Sometimes I Think I Am Like Water, a collection of poems, once again showcases Zeidel’s craftsmanship and her deep connection to nature and the importance of ritual communion with it. What I enjoyed most was the way the poems create a dynamic tension between formalized religious rituals and the direct experience of the sacred and numinous found in spiritual practices tied to the flora and fauna all around us. It’s better still where they merge, such as in “Crescent Meadow,” with its “cathedral of Giant Sequoias” and the multi-level meanings assigned to “communion” in poems such as “My Heaven.”
“How to Read a River,” the opening poem, operates as an invocation. “You have to learn how to read a river/before you can safely cross it,” are the opening lines, and  the third from last is, “Take my hand and we’ll cross this one together.”
I am better for having accepted the invitation.
The poem “I’ve Always Thought I Am Like Water,” which reminds me of the sentiment and power of Pete Townshend’s ballad “The Sea Refuses No River,” contrasts the fluidity of water with the immovability of granite. Having grown up at the Jersey shore, by the ever-renewing ocean, I experienced this dichotomy when I moved to the desert in Arizona when I was almost 30, in the shadow of mountains that are unchanged after millions of years. That moment of realization, similar to the experiences in David Abram’s The Spell of the Sensuous, enlightened me to the profound power of our surroundings, and affected the path of my life in profound ways.
“Epiphany” is a poem that operates like a prayer, unlocking entry into a meditative state of connection with nature, where the participant can move to a resonant level of energetic collaboration where we “learn being alive is not the same as living.”
“Falling into the Stars” reminds me of the “focused nala” meditations taught by Hawaiian shamans, which help remove the perceived barriers between our senses and a full experience of nature, where we can hear the sounds beneath the sounds we normally focus on and see nature operating on an almost microscopic level (a psychedelic experience without the psychedelics). Zeidel writes of “setting my vision to soft focus,/ … soon I would find myself/sinking into the earth,/drifting into an open-eyed sleep.”
Again reminding me of Abrams are several instances in the poems, such as in “Falling into the Stars,” where nature’s artistic contributions to our everyday lives are invoked: “gray squirrels/chittering a lullaby finer than anything/Brahms ever wrote.” How different this experience of squirrels is from the way they are perceived in suburbia: as intrusive nuisances to be disposed of.

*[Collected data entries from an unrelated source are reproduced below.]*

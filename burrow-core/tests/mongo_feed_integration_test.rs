// Copyright 2025 Burrow Contributors
//
// Licensed under the Apache License, Version 2.0 (the "License");
// you may not use this file except in compliance with the License.
// You may obtain a copy of the License at
//
//     http://www.apache.org/licenses/LICENSE-2.0
//
// Unless required by applicable law or agreed to in writing, software
// distributed under the License is distributed on an "AS IS" BASIS,
// WITHOUT WARRANTIES OR CONDITIONS OF ANY KIND, either express or implied.
// See the License for the specific language governing permissions and
// limitations under the License.
//
// SPDX-License-Identifier: Apache-2.0

//! Change feed tests against a real `MongoDB` replica set.
//!
//! Change streams need a replica set, started here with testcontainers.
//! Run with:
//! ```bash
//! cargo test --package burrow-core --test mongo_feed_integration_test -- --ignored
//! ```

mod common;

use bson::{doc, Document};
use burrow_core::broker::MockBroker;
use burrow_core::destination::Destination;
use burrow_core::event::OperationType;
use burrow_core::relay::{Relay, RelayConfig};
use burrow_core::stream::{ChangeFeed, ChangeStreamConfig, MongoChangeFeed};
use common::{eventually, published_ids, FlakyPositions, FlakySpool};
use futures::StreamExt;
use mongodb::Client;
use std::sync::Arc;
use std::time::Duration;
use testcontainers::runners::AsyncRunner;
use testcontainers_modules::mongo::Mongo;
use tokio::time::timeout;

fn uri(port: u16) -> String {
    format!("mongodb://127.0.0.1:{port}/shop?directConnection=true")
}

#[tokio::test]
#[ignore] // Requires Docker
async fn feed_resumes_after_token() {
    let container = Mongo::repl_set()
        .start()
        .await
        .expect("failed to start MongoDB container");
    let port = container
        .get_host_port_ipv4(27017)
        .await
        .expect("failed to get port");

    let client = Client::with_uri_str(uri(port)).await.unwrap();
    let orders = client.database("shop").collection::<Document>("orders");

    let feed = MongoChangeFeed::new(uri(port), None, "orders", ChangeStreamConfig::default());
    feed.connect().await.expect("failed to connect");
    assert!(feed.is_healthy());

    let mut events = feed.open(None).await.unwrap();
    orders.insert_one(doc! { "_id": "a", "n": 1 }).await.unwrap();
    orders.insert_one(doc! { "_id": "b", "n": 2 }).await.unwrap();

    let first = timeout(Duration::from_secs(10), events.next())
        .await
        .expect("no event")
        .unwrap()
        .unwrap();
    assert_eq!(first.operation, OperationType::Insert);
    assert_eq!(first.document_id(), Some(&bson::Bson::String("a".into())));
    drop(events);

    let mut resumed = feed.open(Some(first.resume_token.clone())).await.unwrap();
    let second = timeout(Duration::from_secs(10), resumed.next())
        .await
        .expect("no event")
        .unwrap()
        .unwrap();
    assert_eq!(second.document_id(), Some(&bson::Bson::String("b".into())));

    feed.disconnect().await;
    assert!(!feed.is_healthy());
}

#[tokio::test]
#[ignore] // Requires Docker
async fn updates_carry_full_document() {
    let container = Mongo::repl_set()
        .start()
        .await
        .expect("failed to start MongoDB container");
    let port = container
        .get_host_port_ipv4(27017)
        .await
        .expect("failed to get port");

    let client = Client::with_uri_str(uri(port)).await.unwrap();
    let orders = client.database("shop").collection::<Document>("orders");
    orders.insert_one(doc! { "_id": "42", "x": 0 }).await.unwrap();

    let feed = MongoChangeFeed::new(uri(port), None, "orders", ChangeStreamConfig::default());
    feed.connect().await.unwrap();
    let mut events = feed.open(None).await.unwrap();

    orders
        .update_one(doc! { "_id": "42" }, doc! { "$set": { "x": 1 } })
        .await
        .unwrap();

    let event = timeout(Duration::from_secs(10), events.next())
        .await
        .expect("no event")
        .unwrap()
        .unwrap();
    assert_eq!(event.operation, OperationType::Update);
    assert_eq!(event.full_document, Some(doc! { "_id": "42", "x": 1 }));
    assert_eq!(
        event.update_description.map(|u| u.updated_fields),
        Some(doc! { "x": 1 })
    );
}

#[tokio::test]
#[ignore] // Requires Docker
async fn relay_forwards_inserts() {
    let container = Mongo::repl_set()
        .start()
        .await
        .expect("failed to start MongoDB container");
    let port = container
        .get_host_port_ipv4(27017)
        .await
        .expect("failed to get port");

    let broker = Arc::new(MockBroker::new());
    let positions = Arc::new(FlakyPositions::default());
    let config = RelayConfig::builder()
        .connection_string(uri(port))
        .collection("orders")
        .destination(Destination::queue("audit"))
        .build()
        .unwrap();

    let mut relay = Relay::new(
        config,
        broker.clone(),
        positions.clone(),
        Arc::new(FlakySpool::default()),
    )
    .unwrap();
    relay.start().await.unwrap();

    let watchers = relay.watchers().to_vec();
    eventually("watcher streaming", || watchers.iter().all(|w| w.is_healthy())).await;

    let client = Client::with_uri_str(uri(port)).await.unwrap();
    client
        .database("shop")
        .collection::<Document>("orders")
        .insert_one(doc! { "_id": "7" })
        .await
        .unwrap();

    eventually("message published", || !broker.published_to("audit").is_empty()).await;
    assert_eq!(published_ids(&broker.published_to("audit")), vec!["7"]);
    assert!(positions.position("orders").await.is_some());

    relay.stop().await.unwrap();
}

The collection ends with a final poem, titled “Hush,” that closes the circle created by the opening invocation. Having journeyed through the woods, conversed with the flora and fauna by the rivers and in the trees, contemplated death, and engaged in ritual, the author asks us to “Be silent./Be still./Listen./Hush.”
What a beautiful, all too rare sentiment from a writer and storyteller.